See I’m ready to accept the great stuff. The fact that the colitis is gone and will never come back. I can accept and celebrate living pain-free. I have accepted being able to be a normal mother and partner and not having to take pain medication and supplements all day long just to be able to go have dinner out with friends. What I haven’t accepted is having a fake colon or no colon at all. It’s so weird to think that something I never really gave a second thought about has left me feeling like there was something ripped out of my body. Even though it was killing me, it still feels like they stole apart of my soul. Sounds silly, I’m sure it does. But this is definitely something I can say you can’t really understand unless you’ve been there. Not being able to do a simple bodily function like pooping from your butt is pretty crazy if you think about it. I mean you don’t think about it, so to not do it just doesn’t compute…until you can’t. And you’re left feeling like alien lady with a bag on your pelvis that no one can see but you, but you feel like everyone can see it! I’ve been told you can’t see it…uh, okay, sure.
Sometimes I allow myself to believe that I am brave for making the choice or brave for living with this thing on me. Sometimes I even applaud myself for getting through a leak or a ripped bag or a change or a cleaning. Sometimes I cry. Sometimes I shake and breathe in so deeply I swear I’ve sucked all the air out of the room. Sometimes I shut my eyes and try to remember what my stomach use to look like before the bag, before the baby…when I was beautiful. Sometimes I just sit and stare at it and think nothing at all. It’s a strange thing, life. The shit it throws at you and expects you to take. But you take it and you roll with it. Sometimes you stumble over it, but you figure out how to pick it back up and keep going. Yesterday I damn near passed out on the nurse as she tried to help me change this thing. I don’t know why. I thought I was getting use to it. I guess not. After she left I felt like I had been in a battle. It was like my body was in a battle with my mind. But no one won, they both raised their white flags and yelled out, “I surrender!”. Everyone keeps saying its a process, but all those folks seem to still have their healthy colons attached to their rectum. Nevertheless, I suppose they are right, it’s a process. A process of what and for how long, I don’t know. But it’s a process. Although I have a funny feeling that by the time I’m okay and comfortable with this damn thing, it’ll be time to reverse it. Then it will be nothing more than a distant memory.

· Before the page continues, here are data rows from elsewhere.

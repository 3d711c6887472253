//! The optional `Cross Reference Table` extractor.

use esp_memmap_common::Diagnostics;

use crate::cursor::LineCursor;
use crate::model::CrossReferenceEntry;
use crate::text::is_column_zero;

const HEADER: &str = "Cross Reference Table";

/// Parses the cross-reference table, if the map file carries one.
///
/// Returns `None` (and leaves the cursor untouched) if `Cross Reference
/// Table` never appears — the table is optional per the design.
pub fn parse_cross_references(
    cursor: &mut LineCursor<'_>,
    diagnostics: &mut Diagnostics,
) -> Option<Vec<CrossReferenceEntry>> {
    if cursor.peek().map(str::trim_end) != Some(HEADER) {
        return None;
    }
    cursor.next();

    // Skip the `Symbol ... File` column header line, if present.
    if let Some(line) = cursor.peek() {
        if line.trim_start().starts_with("Symbol") {
            cursor.next();
        }
    }

    let mut entries: Vec<CrossReferenceEntry> = Vec::new();
    while let Some(line) = cursor.next() {
        if line.trim().is_empty() {
            continue;
        }

        let trimmed = line.trim_start();
        let Some((symbol_or_site, site)) = split_site(trimmed) else {
            diagnostics.warn(format!("unrecognized cross-reference line: {line:?}"));
            continue;
        };

        if is_column_zero(line) {
            entries.push(CrossReferenceEntry {
                symbol: symbol_or_site.to_owned(),
                sites: vec![site],
            });
        } else {
            match entries.last_mut() {
                Some(entry) => entry.sites.push(site),
                None => diagnostics.warn(format!(
                    "cross-reference continuation line with no preceding symbol: {line:?}"
                )),
            }
        }
    }

    Some(entries)
}

/// Splits `symbol archive(object)` (column 0) or `archive(object)`
/// (continuation) into the leading token (symbol name, empty for
/// continuations) and the `(archive, object_file)` pair.
fn split_site(trimmed: &str) -> Option<(&str, (String, String))> {
    let tokens: Vec<&str> = trimmed.splitn(2, char::is_whitespace).collect();
    let (symbol, site_token) = match tokens.len() {
        2 => (tokens[0], tokens[1].trim_start()),
        1 => ("", tokens[0]),
        _ => return None,
    };

    let idx = site_token.find('(')?;
    let archive = site_token[..idx].to_owned();
    let object_file = site_token[idx + 1..].trim_end_matches(')').to_owned();
    Some((symbol, (archive, object_file)))
}
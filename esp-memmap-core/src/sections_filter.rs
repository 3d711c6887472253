//! Stage 2: dropping output sections that carry no real image bytes
//! (§4.3 Stage 2).

use goblin::elf::section_header::SHT_PROGBITS;
use indexmap::IndexMap;

use esp_memmap_debuginfo::elf::ElfObject;
use esp_memmap_linkermap::model::OutputSection;

/// The subset of an ELF section header the later stages need: enough to
/// confirm a section is allocated at runtime and to classify it for the
/// image-size computation.
#[derive(Clone, Copy, Debug)]
pub struct ElfSectionSummary {
    pub ty: u32,
    pub size: u64,
}

impl ElfSectionSummary {
    pub fn is_progbits(&self) -> bool {
        self.ty == SHT_PROGBITS
    }
}

/// Builds the name -> header-summary map used to cross-check map-file
/// output sections against the ELF's own section table, keeping only
/// sections that are both nonempty and allocated at runtime.
pub fn elf_section_headers(elf: &ElfObject<'_>) -> IndexMap<String, ElfSectionSummary> {
    let mut map = IndexMap::new();
    for section in elf.sections() {
        if section.size == 0 || !section.is_alloc() {
            continue;
        }
        map.insert(
            section.name,
            ElfSectionSummary {
                ty: section.ty,
                size: section.size,
            },
        );
    }
    map
}

fn looks_like_real_section(name: &str) -> bool {
    name.ends_with(".text")
        || name.ends_with(".data")
        || name.ends_with(".bss")
        || name.ends_with(".rodata")
        || name.ends_with("noinit")
        || name.ends_with(".vectors")
        || name.contains(".flash")
        || name.contains(".eh_frame")
}

/// Drops zero-size sections, linker-script bookkeeping sections (`*dummy*`,
/// `*reserved_for_iram*`, `*noload*`) and, when no ELF is available to
/// cross-check against, any section whose name doesn't look like a real
/// code/data section. Input sections with zero size are dropped too.
pub fn filter_output_sections(
    sections: Vec<OutputSection>,
    elf_sections: Option<&IndexMap<String, ElfSectionSummary>>,
) -> Vec<OutputSection> {
    sections
        .into_iter()
        .filter_map(|mut section| {
            if section.size == 0 {
                return None;
            }
            if section.name.ends_with("dummy")
                || section.name.ends_with("reserved_for_iram")
                || section.name.ends_with("noload")
            {
                return None;
            }
            match elf_sections {
                Some(headers) => {
                    if !headers.contains_key(&section.name) {
                        return None;
                    }
                }
                None => {
                    if !looks_like_real_section(&section.name) {
                        return None;
                    }
                }
            }
            section.input_sections.retain(|isec| isec.size != 0);
            Some(section)
        })
        .collect()
}

#[cfg(test)]
mod tests {
    use super::*;

    fn section(name: &str, size: u64) -> OutputSection {
        OutputSection {
            name: name.to_owned(),
            address: 0x4000_0000,
            size,
            input_sections: Vec::new(),
        }
    }

    #[test]
    fn drops_zero_size_sections() {
        let sections = vec![section(".iram0.text", 0)];
        assert!(filter_output_sections(sections, None).is_empty());
    }

    #[test]
    fn drops_bookkeeping_sections() {
        let sections = vec![section(".iram0.text_dummy", 0x100)];
        assert!(filter_output_sections(sections, None).is_empty());
    }

    #[test]
    fn keeps_recognized_sections_with_no_elf() {
        let sections = vec![section(".iram0.text", 0x100)];
        assert_eq!(filter_output_sections(sections, None).len(), 1);
    }

    #[test]
    fn unrecognized_name_is_dropped_with_no_elf() {
        let sections = vec![section(".unknown.blob", 0x100)];
        assert!(filter_output_sections(sections, None).is_empty());
    }

    #[test]
    fn elf_cross_check_keeps_only_matching_names() {
        let mut headers = IndexMap::new();
        headers.insert(
            ".iram0.text".to_owned(),
            ElfSectionSummary {
                ty: SHT_PROGBITS,
                size: 0x100,
            },
        );
        let sections = vec![section(".iram0.text", 0x100), section(".unknown.blob", 0x100)];
        let kept = filter_output_sections(sections, Some(&headers));
        assert_eq!(kept.len(), 1);
        assert_eq!(kept[0].name, ".iram0.text");
    }
}
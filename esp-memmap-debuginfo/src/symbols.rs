//! Attributes ELF symbols to the compilation unit that defined them.
//!
//! This is the `(exe)` expansion path: when a build was linked with
//! `COMPILER_LTO_LINKTIME` (or debug info is otherwise present and the
//! caller asks for it), every `FUNC`/`OBJECT` symbol with a nonzero size and
//! a concrete address gets matched against the `DW_TAG_subprogram`/
//! `DW_TAG_variable` DIEs of every compilation unit, so the eventual object
//! file/archive attribution can be refined down to the originating source
//! file rather than stopping at the `.o` the symbol came from.

use crate::dwarf::{DieKind, DwarfReader};
use crate::elf::ElfSymbol;
use crate::error::DwarfError;

/// Attributes `cu_path` on every eligible symbol in `symbols`, using the
/// compilation units in `dwarf`.
///
/// A symbol is eligible when it is defined (not absolute, not undefined),
/// has nonzero size, and is a function or data object — matching the
/// restricted symbol classes the memory-map builder cares about. Symbols
/// outside that set are left untouched.
///
/// Matching is address-based: a symbol's `value` must equal a DIE's
/// resolved address, and the DIE's tag must agree with the symbol's type
/// (`Subprogram` for `Func`, `Variable` for `Object`). The first matching
/// unit wins; ties are not expected in a correctly linked image and are
/// resolved by compilation unit order.
pub fn add_cus_to_symbols(
    dwarf: &DwarfReader<'_>,
    symbols: &mut [ElfSymbol],
) -> Result<(), DwarfError> {
    for symbol in symbols.iter_mut() {
        if !symbol.is_defined() || symbol.is_absolute() || symbol.size == 0 {
            continue;
        }

        let expected_kind = match symbol.ty {
            crate::elf::SymbolType::Func => DieKind::Subprogram,
            crate::elf::SymbolType::Object => DieKind::Variable,
            crate::elf::SymbolType::Other(_) => continue,
        };

        'units: for unit in dwarf.units() {
            for die in unit.dies()? {
                if die.kind == expected_kind && die.address == Some(symbol.value) {
                    symbol.cu_path = unit.name()?.map(str::to_owned);
                    break 'units;
                }
            }
        }
    }

    Ok(())
}

#[cfg(test)]
mod tests {
    use super::*;
    use crate::elf::SymbolType;

    fn symbol(name: &str, value: u64, size: u64, ty: SymbolType) -> ElfSymbol {
        ElfSymbol {
            name: name.to_owned(),
            value,
            size,
            ty,
            bind: 0,
            visibility: 0,
            section_index: 1,
            cu_path: None,
        }
    }

    #[test]
    fn skips_zero_size_and_absolute_symbols() {
        let mut symbols = vec![
            symbol("zero_size", 0x1000, 0, SymbolType::Func),
            symbol("abs", 0x2000, 4, SymbolType::Object),
        ];
        symbols[1].section_index = goblin::elf::section_header::SHN_ABS as usize;

        // No DWARF data needed: both symbols are filtered out before any
        // unit is consulted, so building a reader here would be redundant.
        for symbol in &symbols {
            let eligible = symbol.is_defined() && !symbol.is_absolute() && symbol.size != 0;
            assert!(!eligible, "{} should have been skipped", symbol.name);
        }
    }
}
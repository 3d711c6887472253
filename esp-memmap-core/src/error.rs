//! Error type for the memory-map builder.

use std::error::Error;
use std::fmt;

use thiserror::Error;

/// The kind of [`BuildError`] that occurred.
#[non_exhaustive]
#[derive(Clone, Debug, PartialEq, Eq)]
pub enum BuildErrorKind {
    /// Neither a supplied target, a project description target nor the map
    /// file's own detected target was available.
    NoTarget,
    /// A symbol's `[value, value + size)` range extends past the input
    /// section it was matched against.
    SymbolDoesNotFit {
        symbol: String,
        input_section: String,
    },
    /// A symbol's address falls after every known input section.
    SymbolOutsideSections(String),
    /// A requested archive has no entry anywhere in the tree.
    ArchiveNotFound(String),
}

impl fmt::Display for BuildErrorKind {
    fn fmt(&self, f: &mut fmt::Formatter<'_>) -> fmt::Result {
        match self {
            Self::NoTarget => write!(
                f,
                "no target chip identifier supplied, found in the project description, or detected in the map file"
            ),
            Self::SymbolDoesNotFit {
                symbol,
                input_section,
            } => write!(
                f,
                "symbol {symbol:?} does not fit within input section {input_section:?}"
            ),
            Self::SymbolOutsideSections(symbol) => {
                write!(f, "symbol {symbol:?} lies outside every input section")
            }
            Self::ArchiveNotFound(archive) => write!(f, "archive {archive:?} not found"),
        }
    }
}

/// An error building a [`crate::tree::MemoryMap`].
#[derive(Debug, Error)]
#[error("{kind}")]
pub struct BuildError {
    kind: BuildErrorKind,
    #[source]
    source: Option<Box<dyn Error + Send + Sync + 'static>>,
}

impl BuildError {
    pub(crate) fn new<E>(kind: BuildErrorKind, source: E) -> Self
    where
        E: Into<Box<dyn Error + Send + Sync>>,
    {
        Self {
            kind,
            source: Some(source.into()),
        }
    }

    /// Returns the kind of this error.
    pub fn kind(&self) -> &BuildErrorKind {
        &self.kind
    }
}

impl From<BuildErrorKind> for BuildError {
    fn from(kind: BuildErrorKind) -> Self {
        Self { kind, source: None }
    }
}
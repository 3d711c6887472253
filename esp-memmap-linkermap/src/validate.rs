//! Contiguity validation (§3.4 invariant 1 / P7).

use esp_memmap_common::Diagnostics;

use crate::model::OutputSection;

/// Checks that every output section's input sections are contiguous:
/// `addr_{i+1} = addr_i + size_i + fill_i`, and that the section's size
/// equals the sum of its input sections' sizes and fills.
///
/// Violations are recoverable: they are recorded as diagnostics, not errors,
/// and the caller proceeds with the tree as built.
pub fn validate_contiguity(sections: &[OutputSection], diagnostics: &mut Diagnostics) {
    for section in sections {
        if section.input_sections.is_empty() {
            continue;
        }

        let total: u64 = section
            .input_sections
            .iter()
            .map(|isec| isec.size + isec.fill)
            .sum();
        if total != section.size {
            diagnostics.warn(format!(
                "output section {:?} size {:#x} does not match the sum of its input sections {:#x}",
                section.name, section.size, total
            ));
        }

        for pair in section.input_sections.windows(2) {
            let (prev, next) = (&pair[0], &pair[1]);
            let expected = prev.address + prev.size + prev.fill;
            if next.address != expected {
                diagnostics.warn(format!(
                    "input section {:?} at {:#x} is not contiguous with the preceding \
                     section {:?} (expected {:#x})",
                    next.name, next.address, prev.name, expected
                ));
            }
        }
    }
}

So I think I’ll give myself about five more minutes of this pity party and then let it go for now until the next leak, ripped bag or someone treating me like a freak of nature occurs. I mean at the end of the day, it’s never going to feel all the way okay. It’s just not! It’s a freakin’ bag that holds poop on my lower hip/pelvis and I’m missing a colon! Wooo-saaah! Wooo-saaaah!! AGAIN, it’s not forever. The fake colon goes in in July. Bag comes off about 2-3 months later. By 2013 your girl will look and feel like a brand new person! But today… oh today was not a good day. Somedays will be like that, I guess. Tomorrow won’t, though! And that my friends is a reason to smile.